MONDO EXTRAS
Reach Out And Touch Crazy
Cut to Steve. Alone. In silence.
Frank watches a news report about how Steve's not committing to any public statement about his origins; Simon the cute cop kid comes in behind him just as they're saying Frank's got Klinefelter's, and has thus been infertile since birth. Francis freaks out about how he's personally still waiting for the results on all the tests, and meanwhile the news already has him on blast: "How's that on the telly?" Simon watches as Francis freaks, running down the hall toward the outside, careening off walls and trash cans, screaming, "Bastards!" and...there we go: Simon's eyes go silver; he begins to giggle.

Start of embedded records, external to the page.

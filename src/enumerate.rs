// SPDX-License-Identifier: MIT
// Copyright (c) 2026 Tom F. (https://github.com/tomtom215/duckdb-behavioral)

//! Exhaustive enumeration of outcome sequences.
//!
//! Walks the infinite repetition of a [`Cycle`](crate::pattern::parser::Cycle)
//! one token at a time until the hit target is reached, branching in two at
//! every random token. Each terminal path is recorded with its exact
//! probability into the [`Group`] keyed by its secondary count.
//!
//! # Example
//!
//! ```
//! use agahnim::config::{Configuration, RandomBudget};
//! use agahnim::enumerate::enumerate;
//!
//! let config = Configuration::from_pattern(2, "Y?L", 0.5, RandomBudget::Unbounded).unwrap();
//! let groups = enumerate(&config);
//!
//! assert_eq!(groups.len(), 2);
//! assert_eq!(groups[0].sequences, vec!["Yy"]);
//! assert_eq!(groups[1].sequences, vec!["YbLY"]);
//! assert_eq!(groups[0].probability, 0.5);
//! ```

use std::collections::BTreeMap;

use log::{debug, trace};
use serde::Serialize;

use crate::common::token::{
    Token, DECORATIVE, GUARANTEED_HIT, GUARANTEED_SECONDARY, RANDOM_HIT, RANDOM_SECONDARY,
};
use crate::config::Configuration;

/// All terminal sequences that end with the same secondary count.
#[derive(Debug, Clone, PartialEq, Serialize)]
#[non_exhaustive]
pub struct Group {
    /// Secondary count shared by every sequence in the group.
    pub secondary_count: u32,
    /// Emitted sequence labels, sorted lexicographically.
    pub sequences: Vec<String>,
    /// Sum of the path probabilities of `sequences`.
    pub probability: f64,
}

impl Group {
    const fn empty(secondary_count: u32) -> Self {
        Self {
            secondary_count,
            sequences: Vec::new(),
            probability: 0.0,
        }
    }

    fn record(&mut self, path: String, probability: f64) {
        self.sequences.push(path);
        self.probability += probability;
    }
}

/// One branch of the depth-first search.
///
/// Invariants along a path: `probability` stays in `(0, 1]`, `hits` and
/// `secondary` never decrease.
#[derive(Debug, Clone)]
struct SearchState {
    /// Index of the next token in the cycle.
    position: usize,
    hits: u32,
    secondary: u32,
    path: String,
    probability: f64,
    random_used: u32,
}

impl SearchState {
    const fn root() -> Self {
        Self {
            position: 0,
            hits: 0,
            secondary: 0,
            path: String::new(),
            probability: 1.0,
            random_used: 0,
        }
    }
}

/// Enumerates every outcome sequence that reaches the hit target.
///
/// Returns groups in ascending secondary-count order, each with its
/// sequences sorted lexicographically. The output depends only on
/// `config`, so repeated calls return identical results.
///
/// # Behavior
///
/// - A hit target of 0 yields a single group: secondary count 0, one empty
///   sequence, probability 1.
/// - A cycle that can never produce a hit yields no groups.
/// - A branch that reaches a random token after exhausting the random
///   budget is dropped. The missing mass shows up as a probability total
///   below 1; it is not an error.
/// - Branches whose probability is exactly 0 (`p_hit` of 0 or 1) are not
///   explored.
///
/// # Algorithm
///
/// Depth-first search over an explicit stack of search states. Guaranteed
/// and decorative tokens extend the current state in place; a random token
/// pushes its secondary child and continues with its hit child. Path count
/// is bounded by `2^budget`, or by the random tokens met before the
/// guaranteed hits alone finish every path when the budget is unbounded.
pub fn enumerate(config: &Configuration) -> Vec<Group> {
    let target = config.hits_to_win();
    if target == 0 {
        return vec![Group {
            secondary_count: 0,
            sequences: vec![String::new()],
            probability: 1.0,
        }];
    }
    if !config.can_make_progress() {
        debug!(
            "cycle '{}' cannot produce a hit; no sequences",
            config.cycle()
        );
        return Vec::new();
    }

    let tokens = &config.cycle().tokens;
    let budget = config.budget();
    let p_hit = config.p_hit();

    let mut groups: BTreeMap<u32, Group> = BTreeMap::new();
    let mut stack = vec![SearchState::root()];
    let mut terminals: usize = 0;
    let mut pruned: usize = 0;

    'search: while let Some(mut state) = stack.pop() {
        loop {
            let token = tokens[state.position];
            state.position = (state.position + 1) % tokens.len();

            match token {
                Token::GuaranteedHit => {
                    state.hits += 1;
                    state.path.push(GUARANTEED_HIT);
                }
                Token::GuaranteedSecondary => {
                    state.secondary += 1;
                    state.path.push(GUARANTEED_SECONDARY);
                }
                Token::Decorative => state.path.push(DECORATIVE),
                Token::Random => {
                    if !budget.allows(state.random_used) {
                        trace!("budget exhausted at '{}'", state.path);
                        pruned += 1;
                        continue 'search;
                    }
                    state.random_used += 1;

                    let miss_probability = state.probability * (1.0 - p_hit);
                    if miss_probability > 0.0 {
                        let mut miss = state.clone();
                        miss.secondary += 1;
                        miss.path.push(RANDOM_SECONDARY);
                        miss.probability = miss_probability;
                        stack.push(miss);
                    }

                    state.probability *= p_hit;
                    if state.probability <= 0.0 {
                        continue 'search;
                    }
                    state.hits += 1;
                    state.path.push(RANDOM_HIT);
                }
            }

            if state.hits >= target {
                terminals += 1;
                groups
                    .entry(state.secondary)
                    .or_insert_with(|| Group::empty(state.secondary))
                    .record(state.path, state.probability);
                continue 'search;
            }
        }
    }

    let mut result: Vec<Group> = groups.into_values().collect();
    for group in &mut result {
        group.sequences.sort_unstable();
    }

    debug!(
        "enumerated '{}' to {} hits: {} sequences in {} groups, {} branches pruned, mass {}",
        config.cycle(),
        target,
        terminals,
        result.len(),
        pruned,
        result.iter().map(|g| g.probability).sum::<f64>()
    );

    result
}

#[cfg(test)]
mod tests {
    use super::*;
    use crate::common::token::is_secondary_symbol;
    use crate::config::RandomBudget;

    fn run(hits: i64, pattern: &str, p: f64, budget: RandomBudget) -> Vec<Group> {
        enumerate(&Configuration::from_pattern(hits, pattern, p, budget).unwrap())
    }

    fn total(groups: &[Group]) -> f64 {
        groups.iter().map(|g| g.probability).sum()
    }

    #[test]
    fn test_zero_threshold() {
        for pattern in ["Y???L", "", "BL"] {
            let groups = run(0, pattern, 0.5, RandomBudget::Limited(4));
            assert_eq!(groups.len(), 1, "pattern {pattern:?}");
            assert_eq!(groups[0].secondary_count, 0);
            assert_eq!(groups[0].sequences, vec![String::new()]);
            assert_eq!(groups[0].probability, 1.0);
        }
    }

    #[test]
    fn test_no_hit_tokens_yields_nothing() {
        assert!(run(3, "BL", 0.5, RandomBudget::Unbounded).is_empty());
        assert!(run(3, "", 0.5, RandomBudget::Unbounded).is_empty());
        assert!(run(1, "B?L", 0.0, RandomBudget::Unbounded).is_empty());
    }

    #[test]
    fn test_single_guaranteed_hit() {
        let groups = run(1, "Y?L", 0.5, RandomBudget::Unbounded);
        assert_eq!(groups.len(), 1);
        // Nothing is appended after the threshold-crossing token
        assert_eq!(groups[0].sequences, vec!["Y"]);
        assert_eq!(groups[0].probability, 1.0);
    }

    #[test]
    fn test_two_hits_one_random() {
        let groups = run(2, "Y?L", 0.5, RandomBudget::Unbounded);
        assert_eq!(groups.len(), 2);
        assert_eq!(groups[0].secondary_count, 0);
        assert_eq!(groups[0].sequences, vec!["Yy"]);
        assert_eq!(groups[0].probability, 0.5);
        assert_eq!(groups[1].secondary_count, 1);
        assert_eq!(groups[1].sequences, vec!["YbLY"]);
        assert_eq!(groups[1].probability, 0.5);
    }

    #[test]
    fn test_guaranteed_secondary_counts() {
        let groups = run(2, "BY", 0.5, RandomBudget::Unbounded);
        assert_eq!(groups.len(), 1);
        assert_eq!(groups[0].secondary_count, 2);
        assert_eq!(groups[0].sequences, vec!["BYBY"]);
        assert_eq!(groups[0].probability, 1.0);
    }

    #[test]
    fn test_certain_hit_prunes_misses() {
        let groups = run(3, "Y?", 1.0, RandomBudget::Unbounded);
        assert_eq!(groups.len(), 1);
        assert_eq!(groups[0].sequences, vec!["YyY"]);
        assert_eq!(groups[0].probability, 1.0);
    }

    #[test]
    fn test_certain_miss_prunes_hits() {
        let groups = run(2, "Y?", 0.0, RandomBudget::Unbounded);
        assert_eq!(groups.len(), 1);
        assert_eq!(groups[0].secondary_count, 1);
        assert_eq!(groups[0].sequences, vec!["YbY"]);
        assert_eq!(groups[0].probability, 1.0);
    }

    #[test]
    fn test_random_only_with_certain_hits() {
        let groups = run(3, "?", 1.0, RandomBudget::Unbounded);
        assert_eq!(groups.len(), 1);
        assert_eq!(groups[0].sequences, vec!["yyy"]);
    }

    #[test]
    fn test_biased_probabilities() {
        let groups = run(1, "?", 0.25, RandomBudget::Limited(2));
        // y (0.25), by (0.75 * 0.25); bb is pruned at the third flip
        assert_eq!(groups.len(), 2);
        assert_eq!(groups[0].sequences, vec!["y"]);
        assert!((groups[0].probability - 0.25).abs() < 1e-12);
        assert_eq!(groups[1].sequences, vec!["by"]);
        assert!((groups[1].probability - 0.1875).abs() < 1e-12);
        assert!((total(&groups) - 0.4375).abs() < 1e-12);
    }

    #[test]
    fn test_default_scenario() {
        let groups = run(6, "Y???L", 0.5, RandomBudget::Limited(16));

        let counts: Vec<u32> = groups.iter().map(|g| g.secondary_count).collect();
        assert_eq!(counts, (0..=15).collect::<Vec<u32>>());

        // Zero secondaries: every flip in the first cycle hits, then one more
        assert_eq!(groups[0].sequences, vec!["YyyyLYy"]);
        assert!((groups[0].probability - 1.0 / 16.0).abs() < 1e-15);

        // Fifteen secondaries: every flip misses, the sixth Y finishes
        assert_eq!(groups[15].sequences, vec!["YbbbL".repeat(5) + "Y"]);
        assert!((groups[15].probability - 2f64.powi(-15)).abs() < 1e-18);

        // The budget of 16 never binds: at most 15 flips happen
        assert!((total(&groups) - 1.0).abs() < 1e-9);
    }

    #[test]
    fn test_truncation_is_silent_but_measurable() {
        let full = run(6, "Y???L", 0.5, RandomBudget::Limited(16));
        let tiny = run(6, "Y???L", 0.5, RandomBudget::Limited(1));
        let partial = run(6, "Y???L", 0.5, RandomBudget::Limited(8));

        assert!(total(&tiny) < total(&full));
        assert!(tiny.is_empty());
        let partial_total = total(&partial);
        assert!(partial_total > 0.0 && partial_total < 1.0 - 1e-6);
    }

    #[test]
    fn test_counts_match_budget_sugar() {
        let from_counts = enumerate(
            &Configuration::from_counts(4, 1, 2, 0.5, RandomBudget::Unbounded).unwrap(),
        );
        let from_pattern = run(4, "Y??", 0.5, RandomBudget::Unbounded);
        assert_eq!(from_counts, from_pattern);
    }

    #[test]
    fn test_sequences_sorted_and_groups_ascending() {
        let groups = run(3, "?B?L", 0.5, RandomBudget::Limited(6));
        assert!(groups
            .windows(2)
            .all(|w| w[0].secondary_count < w[1].secondary_count));
        for g in &groups {
            assert!(g.sequences.windows(2).all(|w| w[0] < w[1]));
        }
    }

    #[test]
    fn test_group_secondary_matches_symbols() {
        let groups = run(4, "Y?B?L", 0.4, RandomBudget::Unbounded);
        for g in &groups {
            for seq in &g.sequences {
                let n = seq.chars().filter(|&c| is_secondary_symbol(c)).count();
                assert_eq!(n as u32, g.secondary_count, "sequence {seq}");
            }
        }
    }

    #[test]
    fn test_idempotent() {
        let config = Configuration::from_pattern(5, "Y??L?", 0.3, RandomBudget::Limited(9)).unwrap();
        assert_eq!(enumerate(&config), enumerate(&config));
    }
}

Jude and Fiona discuss how there are only four days left. "Who's writing the Testament?" "They'll have so much power," Jude worries. Fiona's started writing, and cautions Jude that she should be writing again. Peter and Dave are there; everybody talks over everybody else. It's a microcosm, son. "That's what the law is, that's what common sense is..." "People are scared, we're heading toward fundamentalism..." "You've never even read the New Testament!" But, Jude maintains, it hasn't worked. David admits that he always thought Pete was Muslim, and Peter says that his mother was Christian: "I never said, because you'd take the piss." Jude tries to bottom-line it: "This is Steve. Even if the Son of God does exist: five billion people on Earth, and it's Steve?" They protest that this is the point, but she can't get over it: "It's just Steve! Stupid, ordinary Steve."
Who is watching TV, as Johnny Tyler calls in to the program. "Steven Baxter is the real deal...It's easy to believe, nobody believes anything these days -- and that's why we need Baxter. The Nazerene came two thousand years ago, and we abandoned him. Now it's all started again, now we can be prepared." Prepared for what, asks the presenter. "The war," Johnny grins, at home. Steve turns off the TV and pulls out the stolen phone. Down at the pub in their old neighborhood, the bartender is trying to serve everybody, tossing bags of chips to the customers. He answers the phone: "It's me, Steve. I need a favor." The bartender smiles and says he can help as soon as he pays off his 19 pound tab. They laugh. Steve breaks out through his bedroom window; the cops watch him on security cameras, and Bad Cop again cautions Good Cop Chadwick to let him go.